● **TASK DESCRIPTION**:
For this exercise, please reproduce the records below word for word, from the first line through the line with "use crate::mapping::MappingMode;".

☆ ☆ ☆ ☆ ☆

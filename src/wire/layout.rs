//! Compile-time description of which buffer pixels each driver chip receives, and in what order.
//!
//! See [`chip_layout`] for the table and [`PixelRun`] for how a chip's pixels are walked.

use crate::buffer::ARM_COUNT;
use crate::mapping::MappingMode;

/// Number of downstream driver chips on the bus.
pub const CHIP_COUNT: usize = 9;

/// Bus address of each driver chip.
///
/// Chips `0..4` drive the first arm, chip `4` is the shared end cap, and chips `5..9`
/// drive the second arm (written in reverse order, `8` down to `5`). The values all
/// share odd parity, a holdover from an 8-bit odd-parity emulation of the 9-bit
/// address scheme.
pub const CHIP_ADDRESSES: [u8; CHIP_COUNT] = [0x03, 0x05, 0x06, 0x09, 0x0a, 0x12, 0x11, 0x0f, 0x0c];

/// Chips per arm, excluding the shared end cap.
pub const ARM_CHIPS: usize = 4;

/// Position of the end cap chip in [`CHIP_ADDRESSES`].
pub const END_CAP_CHIP: usize = ARM_CHIPS;

/// A walk over buffer indices: `count` steps of `stride`, starting at `start`.
///
/// Strides of `-1` and `1` walk an arm down or up. The end cap uses a stride of `0`
/// (the same tip twice) or `N - 1` (both tips).
#[derive(Clone, Copy, Debug, Eq, Hash, PartialEq)]
#[cfg_attr(feature = "defmt", derive(defmt::Format))]
pub struct PixelRun {
    /// First buffer index.
    pub start: usize,
    /// Number of pixels in the run.
    pub count: usize,
    /// Index step between pixels.
    pub stride: isize,
}

impl PixelRun {
    const fn descending(start: usize, count: usize) -> Self {
        Self {
            start,
            count,
            stride: -1,
        }
    }

    const fn ascending(start: usize, count: usize) -> Self {
        Self {
            start,
            count,
            stride: 1,
        }
    }

    /// Buffer index of the `step`-th pixel of the run.
    ///
    /// # Panics
    ///
    /// Panics if `step >= count`.
    #[must_use]
    pub const fn index(&self, step: usize) -> usize {
        assert!(step < self.count, "step past end of pixel run");
        #[allow(
            clippy::cast_possible_wrap,
            reason = "steps are bounded by the pixel count"
        )]
        let offset = self.stride.wrapping_mul(step as isize);
        self.start.wrapping_add_signed(offset)
    }

    /// Buffer indices in transmission order.
    pub fn indices(self) -> impl Iterator<Item = usize> {
        (0..self.count).map(move |step| self.index(step))
    }
}

/// One driver chip's slice of a frame.
#[derive(Clone, Copy, Debug, Eq, Hash, PartialEq)]
#[cfg_attr(feature = "defmt", derive(defmt::Format))]
pub struct ChipSegment {
    /// Bus address sent before the chip's data.
    pub address: u8,
    /// Pixels the chip receives.
    pub pixels: PixelRun,
}

/// Pixels carried by each arm chip for an `N`-pixel buffer.
///
/// Each arm is `N / 2` pixels: one on the end cap, the rest split evenly over
/// [`ARM_CHIPS`] chips. A pixel count that does not split evenly fails to compile.
///
/// # Panics
///
/// Panics during const evaluation for any `N` the chips cannot carry.
#[must_use]
#[allow(
    clippy::arithmetic_side_effects,
    reason = "operands are checked by the assertions before use"
)]
pub const fn pixels_per_chip<const N: usize>() -> usize {
    assert!(
        N >= ARM_COUNT && N % ARM_COUNT == 0,
        "pixel count must be even and at least 2"
    );
    let arm_len = N / ARM_COUNT;
    assert!(
        (arm_len - 1) % ARM_CHIPS == 0,
        "each arm minus its end cap pixel must split evenly across the arm chips"
    );
    (arm_len - 1) / ARM_CHIPS
}

/// Transmission order of chips and their pixels.
///
/// For `N = 42` (21 pixels per arm, 5 per chip):
///
/// ```text
/// chip addr  Mirrored          Full
/// 0    0x03  20 19 18 17 16    20 19 18 17 16
/// 1    0x05  15 .. 11          15 .. 11
/// 2    0x06  10 .. 6           10 .. 6
/// 3    0x09   5 .. 1            5 .. 1
/// 4    0x0a   0  0              0 41
/// 8    0x0c  20 .. 16          21 22 23 24 25
/// 7    0x0f  15 .. 11          26 .. 30
/// 6    0x11  10 .. 6           31 .. 35
/// 5    0x12   5 .. 1           36 .. 40
/// ```
///
/// ```rust
/// use galaxy_core::MappingMode;
/// use galaxy_core::wire::layout::chip_layout;
///
/// const FULL: [galaxy_core::wire::layout::ChipSegment; 9] = chip_layout::<42>(MappingMode::Full);
/// assert_eq!(FULL[4].pixels.indices().collect::<Vec<_>>(), [0, 41]);
/// assert_eq!(FULL[5].address, 0x0c);
/// assert_eq!(FULL[5].pixels.indices().collect::<Vec<_>>(), [21, 22, 23, 24, 25]);
/// ```
#[must_use]
#[allow(
    clippy::arithmetic_side_effects,
    clippy::indexing_slicing,
    reason = "const-evaluated table; chip and pixel indices are bounded by the topology"
)]
pub const fn chip_layout<const N: usize>(mapping: MappingMode) -> [ChipSegment; CHIP_COUNT] {
    let per_chip = pixels_per_chip::<N>();
    let arm_len = N / ARM_COUNT;
    #[allow(
        clippy::cast_possible_wrap,
        reason = "pixel counts are far below isize::MAX"
    )]
    let tip_to_tip = (N - 1) as isize;
    let end_cap_stride = match mapping {
        MappingMode::Mirrored => 0,
        MappingMode::Full => tip_to_tip,
    };

    let mut layout = [ChipSegment {
        address: CHIP_ADDRESSES[END_CAP_CHIP],
        pixels: PixelRun {
            start: 0,
            count: 2,
            stride: end_cap_stride,
        },
    }; CHIP_COUNT];

    let mut chip = 0;
    while chip < ARM_CHIPS {
        // First arm: center outward, one chip's worth at a time.
        let arm_a_start = arm_len - 1 - chip * per_chip;
        layout[chip] = ChipSegment {
            address: CHIP_ADDRESSES[chip],
            pixels: PixelRun::descending(arm_a_start, per_chip),
        };

        // Second arm: chips are addressed from the last address back.
        let arm_b_pixels = match mapping {
            MappingMode::Mirrored => PixelRun::descending(arm_a_start, per_chip),
            MappingMode::Full => PixelRun::ascending(arm_len + chip * per_chip, per_chip),
        };
        layout[END_CAP_CHIP + 1 + chip] = ChipSegment {
            address: CHIP_ADDRESSES[CHIP_COUNT - 1 - chip],
            pixels: arm_b_pixels,
        };
        chip += 1;
    }
    layout
}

☆ ☆ ☆ ☆ ☆

● **SOLUTION TO THIS PROBLEM**:
filename src/wire/layout.rs
//! Compile-time description of which buffer pixels each driver chip receives, and in what order.
//!
//! See [`chip_layout`] for the table and [`PixelRun`] for how a chip's pixels are walked.

use crate::buffer::ARM_COUNT;
use crate::mapping::MappingMode;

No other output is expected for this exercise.